* [TASK DETAILS]: Find all lines with the word "tube" in the material, then copy them.
[Start of section]
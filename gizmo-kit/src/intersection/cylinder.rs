//! Ray / cylinder intersection, with and without end caps
//!
//! The cylinder runs from `vertex1` to `vertex2`. The lateral surface is solved
//! in a frame relative to `vertex1`, keeping only the component of the ray
//! perpendicular to the axis:
//!
//! ```text
//! a = |d|² - (d·n)²
//! b = 2 (o·d - (o·n)(d·n))
//! c = |o|² - (o·n)² - r²
//! ```
//!
//! A ray parallel to the axis (`a ≈ 0`) only reports a lateral hit when its
//! origin sits exactly on the surface between the caps. The general parallel
//! case, which would graze the whole side, is not solved.

use crate::intersection::{closest_hit, intersect_ray_plane};
use crate::types::constants::EPSILON;
use crate::types::{Ray, RaycastHit, Vec3};

/// Intersect a ray with a capped cylinder.
///
/// Returns the nearest of the lateral surface and the two cap disks.
pub fn intersect_ray_cylinder(
    ray: Ray,
    vertex1: Vec3,
    vertex2: Vec3,
    radius: f32,
) -> Option<RaycastHit> {
    let lateral = intersect_lateral(ray, vertex1, vertex2, radius);
    let axis = (vertex2 - vertex1).normalize();
    let cap1 = intersect_cap(ray, vertex1, axis, radius);
    let cap2 = intersect_cap(ray, vertex2, axis, radius);
    closest_hit(closest_hit(lateral, cap1), cap2)
}

/// Intersect a ray with the lateral surface of a cylinder only.
///
/// Used for the inner wall of a dial, which has to be hit from the inside.
pub fn intersect_ray_cylinder_uncapped(
    ray: Ray,
    vertex1: Vec3,
    vertex2: Vec3,
    radius: f32,
) -> Option<RaycastHit> {
    intersect_lateral(ray, vertex1, vertex2, radius)
}

fn intersect_lateral(ray: Ray, vertex1: Vec3, vertex2: Vec3, radius: f32) -> Option<RaycastHit> {
    let radius_squared = radius * radius;
    let ray_origin = ray.origin - vertex1;
    let axis_vector = vertex2 - vertex1;
    let axis_length = axis_vector.length();
    let axis = axis_vector / axis_length;

    let ray_dir_prim_len = ray.direction.dot(axis);
    let ray_origin_prim_len = ray_origin.dot(axis);
    let a = ray.direction.length_squared() - ray_dir_prim_len * ray_dir_prim_len;
    let b = 2.0 * (ray_origin.dot(ray.direction) - ray_origin_prim_len * ray_dir_prim_len);
    let c = ray_origin.length_squared() - ray_origin_prim_len * ray_origin_prim_len - radius_squared;

    let between_caps = |local: Vec3| {
        let height = local.dot(axis);
        height >= 0.0 && height <= axis_length
    };

    if a.abs() <= EPSILON {
        // Ray is parallel to the axis
        let radial = ray_origin - ray_origin_prim_len * axis;
        if radial.length_squared() == radius_squared && between_caps(ray_origin) {
            return Some(RaycastHit::at(&ray, 0.0));
        }
        crate::gizmo_trace!("ray parallel to cylinder axis, lateral surface skipped");
        return None;
    }

    let discriminant = b * b - 4.0 * a * c;
    if discriminant < 0.0 {
        return None;
    }

    let sqrt_discriminant = discriminant.sqrt();
    let t1 = 0.5 * (-b - sqrt_discriminant) / a;
    let t2 = 0.5 * (-b + sqrt_discriminant) / a;
    [t1, t2]
        .into_iter()
        .filter(|&t| t >= 0.0 && between_caps(ray_origin + ray.direction * t))
        .map(|t| RaycastHit::at(&ray, t))
        .fold(None, |best, hit| closest_hit(best, Some(hit)))
}

fn intersect_cap(ray: Ray, center: Vec3, axis: Vec3, radius: f32) -> Option<RaycastHit> {
    intersect_ray_plane(ray, axis, center.dot(axis))
        .filter(|hit| (hit.hit_point - center).length_squared() <= radius * radius)
}

#[cfg(test)]
mod tests {
    use super::*;
    use approx::assert_relative_eq;

    // Cylinder of radius 0.5 from the origin down to z = -2
    const V1: Vec3 = Vec3::ZERO;
    const V2: Vec3 = Vec3::new(0.0, 0.0, -2.0);

    #[test]
    fn test_side_hit() {
        let ray = Ray::new([-5.0, 0.0, -1.0], [1.0, 0.0, 0.0]);
        let hit = intersect_ray_cylinder(ray, V1, V2, 0.5).unwrap();
        assert_relative_eq!(hit.distance, 4.5, epsilon = 1e-5);
        assert_relative_eq!(hit.hit_point, Vec3::new(-0.5, 0.0, -1.0), epsilon = 1e-5);
    }

    #[test]
    fn test_side_hit_outside_caps_misses() {
        let ray = Ray::new([-5.0, 0.0, 1.0], [1.0, 0.0, 0.0]);
        assert!(intersect_ray_cylinder(ray, V1, V2, 0.5).is_none());

        let ray = Ray::new([-5.0, 0.0, -2.5], [1.0, 0.0, 0.0]);
        assert!(intersect_ray_cylinder(ray, V1, V2, 0.5).is_none());
    }

    #[test]
    fn test_axis_aligned_ray_hits_cap_center() {
        // Parallel to the axis and aimed at the cap center: the cap disk
        // answers at the plane distance, never the lateral surface
        let ray = Ray::new([0.0, 0.0, 5.0], [0.0, 0.0, -1.0]);
        let hit = intersect_ray_cylinder(ray, V1, V2, 0.5).unwrap();
        assert_relative_eq!(hit.distance, 5.0);
        assert_relative_eq!(hit.hit_point, V1);

        let ray = Ray::new([0.0, 0.0, -7.0], [0.0, 0.0, 1.0]);
        let hit = intersect_ray_cylinder(ray, V1, V2, 0.5).unwrap();
        assert_relative_eq!(hit.distance, 5.0);
        assert_relative_eq!(hit.hit_point, V2);
    }

    #[test]
    fn test_oblique_ray_prefers_nearest_of_cap_and_side() {
        let direction = Vec3::new(1.0, 0.0, -1.0).normalize();
        let ray = Ray::new(Vec3::new(-1.0, 0.0, 1.0), direction);
        let hit = intersect_ray_cylinder(ray, V1, V2, 0.5).unwrap();
        // Enters through the top cap at x = 0
        assert_relative_eq!(hit.hit_point, Vec3::new(0.0, 0.0, 0.0), epsilon = 1e-5);
    }

    #[test]
    fn test_inside_hits_exit_wall() {
        let ray = Ray::new([0.0, 0.0, -1.0], [1.0, 0.0, 0.0]);
        let hit = intersect_ray_cylinder(ray, V1, V2, 0.5).unwrap();
        assert_relative_eq!(hit.distance, 0.5, epsilon = 1e-5);
    }

    #[test]
    fn test_uncapped_ignores_caps() {
        let ray = Ray::new([0.0, 0.0, 5.0], [0.0, 0.0, -1.0]);
        assert!(intersect_ray_cylinder_uncapped(ray, V1, V2, 0.5).is_none());

        let ray = Ray::new([-5.0, 0.0, -1.0], [1.0, 0.0, 0.0]);
        let hit = intersect_ray_cylinder_uncapped(ray, V1, V2, 0.5).unwrap();
        assert_relative_eq!(hit.distance, 4.5, epsilon = 1e-5);
    }

    #[test]
    fn test_parallel_ray_offset_from_wall_has_no_lateral_hit() {
        // Known limitation: a parallel ray inside the tube but off the wall only
        // sees the caps, and a parallel ray outside the tube sees nothing
        let ray = Ray::new([0.2, 0.0, 5.0], [0.0, 0.0, -1.0]);
        assert!(intersect_ray_cylinder_uncapped(ray, V1, V2, 0.5).is_none());

        let ray = Ray::new([0.75, 0.0, 5.0], [0.0, 0.0, -1.0]);
        assert!(intersect_ray_cylinder(ray, V1, V2, 0.5).is_none());
    }

    #[test]
    fn test_parallel_ray_starting_on_wall_hits_at_origin() {
        let ray = Ray::new([0.5, 0.0, -1.0], [0.0, 0.0, -1.0]);
        let hit = intersect_ray_cylinder_uncapped(ray, V1, V2, 0.5).unwrap();
        assert_eq!(hit.distance, 0.0);
        assert_eq!(hit.hit_point, ray.origin);
    }
}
[End of section]
* [RESPONSE]:
        // Known limitation: a parallel ray inside the tube but off the wall only
        // sees the caps, and a parallel ray outside the tube sees nothing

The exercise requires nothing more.